**WORK INSTRUCTION**
Give again only those lines from the start of the entries through the line holding "Line-by-line execution tracer.", leaving them as they are.

--------------------------------

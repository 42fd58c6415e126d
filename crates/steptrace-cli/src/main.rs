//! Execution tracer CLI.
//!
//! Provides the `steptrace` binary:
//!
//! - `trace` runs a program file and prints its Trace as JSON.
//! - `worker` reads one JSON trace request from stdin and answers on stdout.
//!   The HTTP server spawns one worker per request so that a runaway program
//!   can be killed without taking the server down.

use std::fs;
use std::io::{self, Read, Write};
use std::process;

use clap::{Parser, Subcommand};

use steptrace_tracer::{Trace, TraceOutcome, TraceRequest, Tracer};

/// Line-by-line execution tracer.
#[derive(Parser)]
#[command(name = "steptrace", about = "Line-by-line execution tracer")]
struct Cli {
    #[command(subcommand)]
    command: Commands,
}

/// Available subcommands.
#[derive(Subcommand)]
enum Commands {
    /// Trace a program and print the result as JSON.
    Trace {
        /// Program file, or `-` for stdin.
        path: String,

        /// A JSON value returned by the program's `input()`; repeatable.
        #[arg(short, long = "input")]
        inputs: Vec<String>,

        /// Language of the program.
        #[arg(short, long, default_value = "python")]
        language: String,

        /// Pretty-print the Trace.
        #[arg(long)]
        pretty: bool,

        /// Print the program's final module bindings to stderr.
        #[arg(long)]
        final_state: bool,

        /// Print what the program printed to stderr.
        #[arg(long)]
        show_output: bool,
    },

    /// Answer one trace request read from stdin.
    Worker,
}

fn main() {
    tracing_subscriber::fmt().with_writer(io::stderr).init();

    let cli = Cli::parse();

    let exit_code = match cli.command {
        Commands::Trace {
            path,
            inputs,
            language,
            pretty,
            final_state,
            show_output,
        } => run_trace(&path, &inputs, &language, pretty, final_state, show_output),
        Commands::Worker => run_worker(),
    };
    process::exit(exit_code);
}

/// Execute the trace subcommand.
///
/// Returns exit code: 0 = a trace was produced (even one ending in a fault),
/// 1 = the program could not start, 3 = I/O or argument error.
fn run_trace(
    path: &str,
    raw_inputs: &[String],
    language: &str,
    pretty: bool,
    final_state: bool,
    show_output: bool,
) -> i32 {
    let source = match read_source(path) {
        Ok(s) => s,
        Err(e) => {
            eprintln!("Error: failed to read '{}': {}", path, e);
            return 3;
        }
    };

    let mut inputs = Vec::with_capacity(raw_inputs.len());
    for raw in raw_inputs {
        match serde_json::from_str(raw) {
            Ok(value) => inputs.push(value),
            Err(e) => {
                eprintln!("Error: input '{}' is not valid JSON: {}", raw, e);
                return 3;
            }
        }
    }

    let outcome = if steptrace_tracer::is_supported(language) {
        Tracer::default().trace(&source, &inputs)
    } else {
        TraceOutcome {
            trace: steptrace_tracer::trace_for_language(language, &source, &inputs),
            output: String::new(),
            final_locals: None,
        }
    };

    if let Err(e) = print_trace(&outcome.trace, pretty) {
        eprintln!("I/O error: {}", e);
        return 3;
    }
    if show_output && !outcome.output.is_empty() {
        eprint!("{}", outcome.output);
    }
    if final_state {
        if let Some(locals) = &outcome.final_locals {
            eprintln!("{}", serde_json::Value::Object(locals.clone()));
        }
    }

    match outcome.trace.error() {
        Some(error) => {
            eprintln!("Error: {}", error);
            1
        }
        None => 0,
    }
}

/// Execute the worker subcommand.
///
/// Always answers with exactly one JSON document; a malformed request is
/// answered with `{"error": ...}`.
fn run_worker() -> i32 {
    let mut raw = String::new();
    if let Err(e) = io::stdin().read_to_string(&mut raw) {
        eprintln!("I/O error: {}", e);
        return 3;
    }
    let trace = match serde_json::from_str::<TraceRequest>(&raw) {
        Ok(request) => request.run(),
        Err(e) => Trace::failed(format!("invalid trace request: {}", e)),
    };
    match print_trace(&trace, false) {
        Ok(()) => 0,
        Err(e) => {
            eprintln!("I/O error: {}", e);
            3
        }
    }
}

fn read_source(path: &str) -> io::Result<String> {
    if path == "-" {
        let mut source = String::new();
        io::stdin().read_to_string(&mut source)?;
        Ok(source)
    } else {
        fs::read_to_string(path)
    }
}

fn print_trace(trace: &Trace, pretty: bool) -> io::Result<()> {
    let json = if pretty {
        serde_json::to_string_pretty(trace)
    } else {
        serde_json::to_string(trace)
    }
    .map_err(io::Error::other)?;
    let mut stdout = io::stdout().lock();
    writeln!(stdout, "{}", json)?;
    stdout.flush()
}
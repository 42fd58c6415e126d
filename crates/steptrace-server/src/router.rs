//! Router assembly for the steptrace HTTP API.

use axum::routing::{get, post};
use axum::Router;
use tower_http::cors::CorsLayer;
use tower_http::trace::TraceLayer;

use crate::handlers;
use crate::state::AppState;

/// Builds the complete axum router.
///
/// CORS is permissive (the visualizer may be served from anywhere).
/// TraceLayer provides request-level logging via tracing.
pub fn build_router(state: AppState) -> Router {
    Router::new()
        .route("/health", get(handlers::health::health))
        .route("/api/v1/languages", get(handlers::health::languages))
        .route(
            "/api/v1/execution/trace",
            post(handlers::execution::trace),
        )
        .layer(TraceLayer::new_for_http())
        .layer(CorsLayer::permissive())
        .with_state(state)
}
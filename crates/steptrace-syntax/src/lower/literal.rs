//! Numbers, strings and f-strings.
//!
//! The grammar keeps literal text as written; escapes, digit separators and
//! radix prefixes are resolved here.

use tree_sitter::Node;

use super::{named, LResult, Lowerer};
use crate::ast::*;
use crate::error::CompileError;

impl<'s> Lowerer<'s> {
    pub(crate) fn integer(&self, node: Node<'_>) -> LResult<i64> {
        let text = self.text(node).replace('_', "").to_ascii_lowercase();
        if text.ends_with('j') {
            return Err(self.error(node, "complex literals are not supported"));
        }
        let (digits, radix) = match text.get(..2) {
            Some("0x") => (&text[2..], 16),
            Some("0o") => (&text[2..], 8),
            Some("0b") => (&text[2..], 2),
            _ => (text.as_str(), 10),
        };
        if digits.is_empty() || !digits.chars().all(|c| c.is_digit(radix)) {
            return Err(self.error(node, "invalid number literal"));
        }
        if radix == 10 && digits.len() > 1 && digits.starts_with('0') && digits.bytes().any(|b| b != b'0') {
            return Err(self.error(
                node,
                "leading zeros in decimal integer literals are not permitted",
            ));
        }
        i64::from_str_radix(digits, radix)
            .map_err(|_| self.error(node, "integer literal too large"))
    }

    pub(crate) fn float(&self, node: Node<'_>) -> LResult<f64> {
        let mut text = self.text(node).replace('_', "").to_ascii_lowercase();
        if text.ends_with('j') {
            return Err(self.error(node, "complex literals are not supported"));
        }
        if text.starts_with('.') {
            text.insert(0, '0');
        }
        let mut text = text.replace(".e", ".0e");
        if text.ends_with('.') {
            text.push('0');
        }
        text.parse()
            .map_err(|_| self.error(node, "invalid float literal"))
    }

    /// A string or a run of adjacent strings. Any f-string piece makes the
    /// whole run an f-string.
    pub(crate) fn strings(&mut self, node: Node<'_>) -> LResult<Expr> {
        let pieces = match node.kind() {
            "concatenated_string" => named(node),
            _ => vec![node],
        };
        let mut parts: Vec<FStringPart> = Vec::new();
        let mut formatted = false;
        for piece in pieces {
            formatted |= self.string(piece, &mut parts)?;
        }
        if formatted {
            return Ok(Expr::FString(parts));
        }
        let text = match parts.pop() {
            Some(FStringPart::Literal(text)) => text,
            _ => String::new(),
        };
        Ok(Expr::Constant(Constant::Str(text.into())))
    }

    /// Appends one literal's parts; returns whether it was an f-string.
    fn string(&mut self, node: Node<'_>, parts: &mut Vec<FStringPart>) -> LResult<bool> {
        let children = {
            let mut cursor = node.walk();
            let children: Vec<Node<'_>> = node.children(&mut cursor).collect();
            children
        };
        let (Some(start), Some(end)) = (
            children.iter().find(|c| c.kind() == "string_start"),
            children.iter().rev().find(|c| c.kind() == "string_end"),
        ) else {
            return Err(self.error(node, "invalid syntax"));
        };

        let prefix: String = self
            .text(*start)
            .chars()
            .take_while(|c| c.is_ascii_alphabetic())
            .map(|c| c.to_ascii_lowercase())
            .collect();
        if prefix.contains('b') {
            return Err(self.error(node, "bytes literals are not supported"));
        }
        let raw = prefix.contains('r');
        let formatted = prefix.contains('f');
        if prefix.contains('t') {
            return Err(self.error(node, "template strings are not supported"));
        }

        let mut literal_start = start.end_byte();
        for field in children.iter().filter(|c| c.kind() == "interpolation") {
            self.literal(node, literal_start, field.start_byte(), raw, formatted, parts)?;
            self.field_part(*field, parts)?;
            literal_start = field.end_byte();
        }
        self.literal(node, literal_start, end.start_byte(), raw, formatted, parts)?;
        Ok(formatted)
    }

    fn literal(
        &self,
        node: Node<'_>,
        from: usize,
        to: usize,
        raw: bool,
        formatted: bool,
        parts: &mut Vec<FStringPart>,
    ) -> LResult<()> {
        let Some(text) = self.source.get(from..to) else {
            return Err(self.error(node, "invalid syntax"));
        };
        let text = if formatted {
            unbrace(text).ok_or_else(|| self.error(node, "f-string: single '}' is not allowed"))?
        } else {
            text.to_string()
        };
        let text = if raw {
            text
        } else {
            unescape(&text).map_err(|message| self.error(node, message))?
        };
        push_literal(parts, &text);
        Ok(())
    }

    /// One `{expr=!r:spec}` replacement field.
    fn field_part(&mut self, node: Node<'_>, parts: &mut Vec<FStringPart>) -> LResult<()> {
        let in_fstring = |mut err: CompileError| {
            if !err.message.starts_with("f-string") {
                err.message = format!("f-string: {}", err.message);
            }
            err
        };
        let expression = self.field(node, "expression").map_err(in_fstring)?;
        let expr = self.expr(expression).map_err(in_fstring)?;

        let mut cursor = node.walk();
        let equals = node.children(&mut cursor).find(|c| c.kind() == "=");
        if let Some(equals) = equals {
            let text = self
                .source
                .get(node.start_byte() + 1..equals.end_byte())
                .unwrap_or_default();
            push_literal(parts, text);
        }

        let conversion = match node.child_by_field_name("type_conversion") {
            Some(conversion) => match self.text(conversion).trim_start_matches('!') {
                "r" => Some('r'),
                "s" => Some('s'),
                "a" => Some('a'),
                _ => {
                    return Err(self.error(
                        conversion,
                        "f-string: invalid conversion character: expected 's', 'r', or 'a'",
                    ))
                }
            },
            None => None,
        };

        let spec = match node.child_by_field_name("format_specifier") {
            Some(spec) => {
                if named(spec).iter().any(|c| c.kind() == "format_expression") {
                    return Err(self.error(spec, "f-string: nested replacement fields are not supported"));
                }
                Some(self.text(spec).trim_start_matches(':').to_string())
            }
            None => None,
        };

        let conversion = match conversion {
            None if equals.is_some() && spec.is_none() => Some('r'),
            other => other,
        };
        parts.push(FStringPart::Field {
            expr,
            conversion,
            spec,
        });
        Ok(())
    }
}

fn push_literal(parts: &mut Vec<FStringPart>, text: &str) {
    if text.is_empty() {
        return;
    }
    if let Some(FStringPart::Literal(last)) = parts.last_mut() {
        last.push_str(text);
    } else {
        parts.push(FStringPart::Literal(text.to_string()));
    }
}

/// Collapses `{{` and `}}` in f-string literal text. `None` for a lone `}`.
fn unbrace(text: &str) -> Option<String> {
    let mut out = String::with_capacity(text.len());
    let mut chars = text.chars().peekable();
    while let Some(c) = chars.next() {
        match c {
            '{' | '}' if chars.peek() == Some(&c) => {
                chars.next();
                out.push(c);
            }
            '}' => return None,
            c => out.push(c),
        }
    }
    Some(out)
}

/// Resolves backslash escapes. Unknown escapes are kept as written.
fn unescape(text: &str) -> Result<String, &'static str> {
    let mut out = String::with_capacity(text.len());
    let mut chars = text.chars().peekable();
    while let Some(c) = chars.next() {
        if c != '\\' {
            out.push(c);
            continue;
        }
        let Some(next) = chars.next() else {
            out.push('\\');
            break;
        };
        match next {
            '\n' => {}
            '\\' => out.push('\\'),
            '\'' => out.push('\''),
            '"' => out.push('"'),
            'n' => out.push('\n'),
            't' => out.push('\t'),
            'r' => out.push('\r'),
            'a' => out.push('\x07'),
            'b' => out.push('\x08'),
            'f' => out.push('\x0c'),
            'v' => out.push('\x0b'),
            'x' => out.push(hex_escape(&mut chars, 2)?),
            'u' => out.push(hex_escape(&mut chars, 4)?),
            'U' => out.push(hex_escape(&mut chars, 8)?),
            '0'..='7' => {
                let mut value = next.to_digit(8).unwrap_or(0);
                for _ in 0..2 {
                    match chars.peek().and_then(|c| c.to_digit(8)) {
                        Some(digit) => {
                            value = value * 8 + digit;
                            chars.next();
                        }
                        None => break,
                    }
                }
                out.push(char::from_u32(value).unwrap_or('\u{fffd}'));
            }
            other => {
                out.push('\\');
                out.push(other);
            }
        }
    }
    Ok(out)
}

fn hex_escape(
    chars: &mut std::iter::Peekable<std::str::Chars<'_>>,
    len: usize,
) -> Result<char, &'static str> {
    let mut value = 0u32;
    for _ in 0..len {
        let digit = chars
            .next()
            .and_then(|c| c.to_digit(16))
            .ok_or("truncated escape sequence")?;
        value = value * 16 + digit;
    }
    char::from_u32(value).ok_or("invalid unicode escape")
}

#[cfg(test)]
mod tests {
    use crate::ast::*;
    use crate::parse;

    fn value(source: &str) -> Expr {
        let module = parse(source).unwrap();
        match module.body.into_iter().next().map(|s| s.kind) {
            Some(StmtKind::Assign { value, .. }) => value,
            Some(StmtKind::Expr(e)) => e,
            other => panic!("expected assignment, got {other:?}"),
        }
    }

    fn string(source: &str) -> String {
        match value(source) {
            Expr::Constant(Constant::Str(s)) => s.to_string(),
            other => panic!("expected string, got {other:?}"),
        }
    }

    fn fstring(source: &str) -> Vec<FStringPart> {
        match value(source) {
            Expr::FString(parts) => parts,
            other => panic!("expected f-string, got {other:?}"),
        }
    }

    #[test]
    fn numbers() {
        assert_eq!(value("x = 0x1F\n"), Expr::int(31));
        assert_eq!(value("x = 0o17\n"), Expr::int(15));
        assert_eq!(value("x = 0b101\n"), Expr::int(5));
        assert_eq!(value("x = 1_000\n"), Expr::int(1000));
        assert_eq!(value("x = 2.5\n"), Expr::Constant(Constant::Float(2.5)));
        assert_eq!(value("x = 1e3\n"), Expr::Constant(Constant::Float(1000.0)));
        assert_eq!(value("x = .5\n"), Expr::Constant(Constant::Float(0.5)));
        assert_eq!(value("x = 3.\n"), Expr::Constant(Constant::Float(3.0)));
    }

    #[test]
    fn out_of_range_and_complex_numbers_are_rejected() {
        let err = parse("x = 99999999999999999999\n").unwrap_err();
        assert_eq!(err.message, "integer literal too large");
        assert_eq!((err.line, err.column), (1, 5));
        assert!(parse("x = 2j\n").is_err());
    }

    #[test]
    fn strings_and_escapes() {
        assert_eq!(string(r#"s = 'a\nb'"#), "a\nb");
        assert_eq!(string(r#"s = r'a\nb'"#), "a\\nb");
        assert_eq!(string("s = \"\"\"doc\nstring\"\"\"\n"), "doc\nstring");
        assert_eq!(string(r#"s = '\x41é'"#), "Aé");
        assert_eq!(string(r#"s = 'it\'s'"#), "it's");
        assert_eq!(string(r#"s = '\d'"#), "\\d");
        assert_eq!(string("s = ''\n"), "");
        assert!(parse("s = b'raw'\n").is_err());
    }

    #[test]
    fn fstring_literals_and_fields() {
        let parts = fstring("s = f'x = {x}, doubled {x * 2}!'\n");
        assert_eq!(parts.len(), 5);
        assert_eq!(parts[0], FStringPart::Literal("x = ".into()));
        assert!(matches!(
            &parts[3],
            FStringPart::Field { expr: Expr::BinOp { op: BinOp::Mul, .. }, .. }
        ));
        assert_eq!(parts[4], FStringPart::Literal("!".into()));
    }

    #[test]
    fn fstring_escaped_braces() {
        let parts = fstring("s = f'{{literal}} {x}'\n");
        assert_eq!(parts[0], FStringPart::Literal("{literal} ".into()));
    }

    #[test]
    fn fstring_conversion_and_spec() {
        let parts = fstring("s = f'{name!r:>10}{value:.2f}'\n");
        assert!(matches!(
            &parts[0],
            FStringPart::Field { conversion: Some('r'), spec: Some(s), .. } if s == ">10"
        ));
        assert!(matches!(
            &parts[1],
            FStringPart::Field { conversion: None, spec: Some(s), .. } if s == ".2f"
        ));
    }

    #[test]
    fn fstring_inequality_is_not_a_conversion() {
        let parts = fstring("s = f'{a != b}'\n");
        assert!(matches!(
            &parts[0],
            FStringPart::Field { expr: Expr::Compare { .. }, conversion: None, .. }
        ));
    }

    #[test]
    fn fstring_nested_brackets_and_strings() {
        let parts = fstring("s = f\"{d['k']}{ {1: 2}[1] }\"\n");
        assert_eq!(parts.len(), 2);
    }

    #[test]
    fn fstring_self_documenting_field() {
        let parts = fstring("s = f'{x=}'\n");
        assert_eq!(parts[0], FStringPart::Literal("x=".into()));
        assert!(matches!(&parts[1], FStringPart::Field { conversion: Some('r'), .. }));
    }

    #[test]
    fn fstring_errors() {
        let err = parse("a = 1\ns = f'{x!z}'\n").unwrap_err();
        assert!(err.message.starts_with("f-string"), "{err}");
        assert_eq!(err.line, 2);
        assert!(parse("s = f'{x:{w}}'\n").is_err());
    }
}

--------------------------------

**EXERCISE OUTPUT**
repository 42fd58c6415e126d
filename crates/steptrace-cli/src/main.rs
//! Execution tracer CLI.
//!
//! Provides the `steptrace` binary:
//!
//! - `trace` runs a program file and prints its Trace as JSON.
//! - `worker` reads one JSON trace request from stdin and answers on stdout.
//!   The HTTP server spawns one worker per request so that a runaway program
//!   can be killed without taking the server down.

use std::fs;
use std::io::{self, Read, Write};
use std::process;

use clap::{Parser, Subcommand};

use steptrace_tracer::{Trace, TraceOutcome, TraceRequest, Tracer};

/// Line-by-line execution tracer.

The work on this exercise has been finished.